If the project is scrapped, I don’t care if costs pile up. The government shouldn’t have made such a foolish decision. Further, I don’t care if companies lose money because they trusted crooked politicians. That’s their fault. Let them pay the price for their decision-making. Nobody put a gun to their head and said ‘build the SWLRT.’
Capitalism isn’t about guaranteeing profits. Capitalism is about guaranteeing opportunities to make profits. Guaranteeing profits has a different name — public-private partnerships, aka socialism, aka crony capitalism.
This op-ed, co-written by Sen. Gary Dahms and Sen. Bill Weber, should be published throughout Minnesota. It should be published throughout Minnesota because it exposes the DFL’s plan for victory this November.
This isn’t surprising. The DFL is led by Gov. Dayton, who frequently acts like a spoiled rich brat, and Rep. Thissen, who consistently acts like the world stops a mile beyond the Twin Cities city limits. For instance, every rural voter should know that “when the DFL majority presented their first bonding and cash bill in the State Senate in early May with a combined expenditure of $1.8 billion, not a single dollar was included for light rail — yet every DFL Senator voted for the bill” and that “they add a light rail amendment to the compromise bonding bill just before deadline. Every DFL senator voted for that and now don’t want a bonding bill without it, effectively derailing the whole bonding bill.”
What’s clear is that the DFL isn’t interested in governing. It’s clear that the DFL prefers the campaign talking point over doing what’s right for Minnesotans. How can you vote for a $1.8 billion bonding bill that doesn’t mention SWLRT, then insist that they won’t agree to a special session because funding SWLRT is a high priority — which they forgot about in a bill almost twice the size of the bonding bill they sabotaged. And, yes, sabotaged is the right word, especially in light of this information:
With lawsuits still going on over routing of Southwest Light Rail etc., there was no immediate rush to fund this. The feds have indicated they want the lawsuits settled before funding is committed.
In other words, Gov. Stomp-His-Feet-And-Hold-His-Breath sabotaged the bonding bill and the Tax Relief Bill over a provision that was, at best, an afterthought to the DFL in their bonding bill.
This is good advice:
We ask all voters in Greater Minnesota to keep this in mind in the 2016 elections.
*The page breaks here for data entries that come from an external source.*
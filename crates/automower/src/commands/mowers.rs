//! Mower command handlers: list, status and the control verbs.

use serde::Serialize;
use tabled::Tabled;

use automower_core::{
    CommandOutcome, catalog, Hub, Mower, MowerIdentity, MowerState, MowerStatus, PollOutcome, RobotClient,
};

use crate::cli::GlobalOpts;
use crate::error::CliError;
use crate::output;

// ── Table rows ──────────────────────────────────────────────────────

#[derive(Tabled)]
struct MowerRow {
    #[tabled(rename = "Name")]
    name: String,
    #[tabled(rename = "Model")]
    model: String,
    #[tabled(rename = "ID")]
    id: String,
    #[tabled(rename = "Tracker ID")]
    dev_id: String,
}

impl From<&MowerIdentity> for MowerRow {
    fn from(m: &MowerIdentity) -> Self {
        Self {
            name: m.name.clone(),
            model: m.model_name().to_owned(),
            id: m.id.clone(),
            dev_id: m.dev_id(),
        }
    }
}

#[derive(Tabled)]
struct StatusRow {
    #[tabled(rename = "Name")]
    name: String,
    #[tabled(rename = "Status")]
    status: String,
    #[tabled(rename = "Battery")]
    battery: String,
    #[tabled(rename = "Mowing")]
    mowing: String,
    #[tabled(rename = "Position")]
    position: String,
    #[tabled(rename = "Error")]
    error: String,
}

fn state_status(state: &MowerState) -> Option<MowerStatus> {
    state.status_code.as_deref().map(MowerStatus::from_code)
}

fn status_text(state: &MowerState, color: bool) -> String {
    let text = state.status.as_deref().unwrap_or(catalog::UNKNOWN_STATUS);
    output::paint_status(text, state_status(state).as_ref(), color)
}

fn battery_text(state: &MowerState) -> String {
    state
        .battery_level
        .map_or_else(|| "-".into(), |b| format!("{b}%"))
}

fn position_text(state: &MowerState) -> String {
    state.position.map_or_else(
        || "-".into(),
        |p| format!("{:.5}, {:.5}", p.latitude, p.longitude),
    )
}

fn status_row(state: &MowerState, color: bool) -> StatusRow {
    StatusRow {
        name: state.name.clone(),
        status: status_text(state, color),
        battery: battery_text(state),
        mowing: if state.is_on { "yes" } else { "no" }.into(),
        position: position_text(state),
        error: state
            .attributes
            .get("lastErrorMessage")
            .map_or_else(String::new, ToString::to_string),
    }
}

fn status_detail(state: &MowerState, color: bool) -> String {
    let mut lines = vec![
        format!("Name:      {}", state.name),
        format!("ID:        {}", state.unique_id),
        format!("Model:     {}", state.model),
        format!("Status:    {}", status_text(state, color)),
        format!("Battery:   {}", battery_text(state)),
        format!("Mowing:    {}", if state.is_on { "yes" } else { "no" }),
        format!("Position:  {}", position_text(state)),
    ];
    if !state.attributes.is_empty() {
        lines.push(String::new());
        lines.extend(
            state
                .attributes
                .iter()
                .map(|(key, value)| format!("  {key}: {value}")),
        );
    }
    lines.join("\n")
}

/// Poll once, failing if nothing has ever been fetched.
async fn refresh(mower: &mut Mower<RobotClient>) -> Result<(), CliError> {
    let outcome = mower.update().await?;
    if outcome == PollOutcome::Skipped && mower.snapshot().is_none() {
        return Err(CliError::ConnectionFailed {
            reason: format!("could not fetch status for '{}'", mower.name()),
        });
    }
    Ok(())
}

// ── List ────────────────────────────────────────────────────────────

pub fn list(hub: &Hub, global: &GlobalOpts) -> Result<(), CliError> {
    let identities: Vec<MowerIdentity> = hub
        .registry()
        .iter()
        .map(|m| m.identity().clone())
        .collect();

    let out = output::render_list(
        global.output,
        &identities,
        |m| MowerRow::from(m),
        |m| m.id.clone(),
    )?;
    output::print_output(&out, global.quiet);
    Ok(())
}

// ── Status ──────────────────────────────────────────────────────────

pub async fn status(hub: &mut Hub, query: Option<&str>, global: &GlobalOpts) -> Result<(), CliError> {
    let color = output::should_color(global.color);

    if let Some(query) = query {
        let mower = hub.registry_mut().require_mut(query)?;
        refresh(mower).await?;
        let state = mower.entity_state()?;

        let out = output::render_single(
            global.output,
            &state,
            |s| status_detail(s, color),
            |s| s.status.clone().unwrap_or_default(),
        )?;
        output::print_output(&out, global.quiet);
        return Ok(());
    }

    let mut report = hub.registry_mut().poll_all().await;
    let all_failed = report.failed.len() == report.total();
    if let Some((_, err)) = report.failed.pop().filter(|_| all_failed) {
        return Err(err.into());
    }

    let states = hub
        .registry()
        .iter()
        .map(Mower::entity_state)
        .collect::<Result<Vec<_>, _>>()?;

    let out = output::render_list(
        global.output,
        &states,
        |s| status_row(s, color),
        |s| format!("{}\t{}", s.unique_id, s.status_code.as_deref().unwrap_or("-")),
    )?;
    output::print_output(&out, global.quiet);
    Ok(())
}

// ── Control ─────────────────────────────────────────────────────────

#[derive(Debug, Clone, Copy, PartialEq, Eq)]
pub enum Action {
    Start,
    Stop,
    Park,
    Toggle,
}

impl Action {
    fn verb(self) -> &'static str {
        match self {
            Self::Start => "start",
            Self::Stop => "stop",
            Self::Park => "park",
            Self::Toggle => "toggle",
        }
    }
}

#[derive(Serialize)]
struct ControlResult {
    mower: String,
    action: &'static str,
    sent: bool,
    status_code: Option<String>,
    status: String,
}

fn control_detail(result: &ControlResult) -> String {
    let status = &result.status;
    if result.sent {
        format!("✓ {}: {} sent, now {status}", result.mower, result.action)
    } else {
        format!("{}: nothing to do ({status})", result.mower)
    }
}

pub async fn control(
    hub: &mut Hub,
    query: &str,
    action: Action,
    global: &GlobalOpts,
) -> Result<(), CliError> {
    let mower = hub.registry_mut().require_mut(query)?;

    // The start/stop guards need the current status.
    refresh(mower).await?;

    let outcome = match action {
        Action::Start => mower.turn_on().await?,
        Action::Stop => mower.turn_off().await?,
        Action::Park => mower.return_to_base().await?,
        Action::Toggle => mower.start_pause().await?,
    };

    let result = ControlResult {
        mower: mower.name().to_owned(),
        action: action.verb(),
        sent: outcome == CommandOutcome::Sent,
        status_code: mower.display_status().map(|s| s.code().to_owned()),
        status: mower.status_or_unknown().into_owned(),
    };

    let out = output::render_single(global.output, &result, control_detail, |r| {
        r.status_code.clone().unwrap_or_default()
    })?;
    output::print_output(&out, global.quiet);
    Ok(())
}

#[cfg(test)]
mod tests {
    use automower_core::{Attributes, Location, SupportedFeatures};

    use super::*;

    fn state() -> MowerState {
        MowerState {
            name: "Lawnie".into(),
            unique_id: "m-1".into(),
            dev_id: "automower_g_m_1".into(),
            model: "G".into(),
            icon: "mdi:robot".into(),
            status_code: Some("OK_CUTTING".into()),
            status: Some("Cutting".into()),
            battery_level: Some(80),
            is_on: true,
            position: Some(Location {
                latitude: 57.7,
                longitude: 14.1,
            }),
            supported_features: SupportedFeatures::MOWER,
            should_poll: true,
            attributes: Attributes::new(),
        }
    }

    #[test]
    fn status_row_formats_fields() {
        let row = status_row(&state(), false);
        assert_eq!(row.status, "Cutting");
        assert_eq!(row.battery, "80%");
        assert_eq!(row.mowing, "yes");
        assert_eq!(row.position, "57.70000, 14.10000");
    }

    #[test]
    fn unpolled_state_shows_placeholders() {
        let mut s = state();
        s.status = None;
        s.status_code = None;
        s.battery_level = None;
        s.position = None;
        let row = status_row(&s, false);
        assert_eq!(row.status, "Unknown");
        assert_eq!(row.battery, "-");
        assert_eq!(row.position, "-");
    }

    #[test]
    fn skipped_control_says_so() {
        let result = ControlResult {
            mower: "Lawnie".into(),
            action: "start",
            sent: false,
            status_code: Some("OK_CHARGING".into()),
            status: "Charging".into(),
        };
        assert_eq!(control_detail(&result), "Lawnie: nothing to do (Charging)");
    }
}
I’ll go a step further. All voters should ask themselves if they want to turn power over to a bunch of morally bankrupt politicians whose allegiances are to an endless parade of special interest organizations and to the goal of doing whatever it takes to regain the levers of power. If that doesn’t sound like a bunch of trustworthy politicians, it’s because they aren’t trustworthy politicians.
It’s time to vote for politicians that will do what’s best for your families, not do what the special interests tell them to do. If you aspire to voting for citizen representatives who care what’s best for you, then you can’t vote DFL this cycle. This cycle, the DFL are nothing but dishonest politicians who have an ideological agenda that’s counterproductive to what Minnesotans want.
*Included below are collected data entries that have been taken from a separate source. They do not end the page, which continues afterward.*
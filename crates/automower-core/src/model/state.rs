// ── Entity view ──

use serde::Serialize;

use super::{Location, SupportedFeatures};
use crate::attributes::Attributes;

/// Everything the host renders for one mower, captured at one instant.
///
/// Fields that depend on a snapshot are `None` until the first
/// successful poll.
#[derive(Debug, Clone, PartialEq, Serialize)]
pub struct MowerState {
    pub name: String,
    pub unique_id: String,
    pub dev_id: String,
    pub model: String,
    pub icon: String,
    /// Display status code (`OK_CUTTING`, `EXECUTING_START`, ...).
    pub status_code: Option<String>,
    /// Human status text. The host's `state` is the same value.
    pub status: Option<String>,
    pub battery_level: Option<u8>,
    pub is_on: bool,
    pub position: Option<Location>,
    pub supported_features: SupportedFeatures,
    pub should_poll: bool,
    pub attributes: Attributes,
}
Now that it’s settled that we won’t have a special session, it’s time to state clearly what happened. What happened is that Gov. Dayton, Sen. Bakk and Rep. Thissen negotiated in bad faith. It’s one thing to have a goal of funding SWLRT. As foolish as funding that is, it’s still a legitimate goal for the DFL, especially considering who their constituents are.
What Gov. Dayton did, though, was insist that funding for SWLRT be included in a special session agreement. We know this because Speaker Daudt told MPR that Gov. Dayton insisted on it. The direct quote reads “I did ask him in the meeting if he would consider doing a special session, set aside the things we can’t agree on and let’s be Minnesotan. Let’s be Minnesota nice and focus on the things we can agree on. Let’s get a session and just work on the things we can agree on. The governor flat out said ‘no, we’re not going to work on those things without Southwest Light Rail.'”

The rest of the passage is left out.